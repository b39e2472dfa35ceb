//! mongo-tail: follow MongoDB collections and emit their documents as flat events.
//!
//! The engine itself lives in the workspace crates; this package wires them
//! to a command line:
//!
//! - [`config`] - `run` flags, TOML settings file and defaults
//! - [`output`] - JSON-lines writer on the receiving end of the event queue

pub mod config;
pub mod output;

pub use config::{RunArgs, RunSettings, SettingsFile};
pub use output::write_events;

_Task requirements_:
A verbatim transcription is required: the first line of the listing, the line containing "pub mod output;", and every line between them.

_Exercise result_:
repository b39e2472dfa35ceb
//! mongo-tail: follow MongoDB collections and emit their documents as flat events.
//!
//! The engine itself lives in the workspace crates; this package wires them
//! to a command line:
//!
//! - [`config`] - `run` flags, TOML settings file and defaults
//! - [`output`] - JSON-lines writer on the receiving end of the event queue

pub mod config;
pub mod output;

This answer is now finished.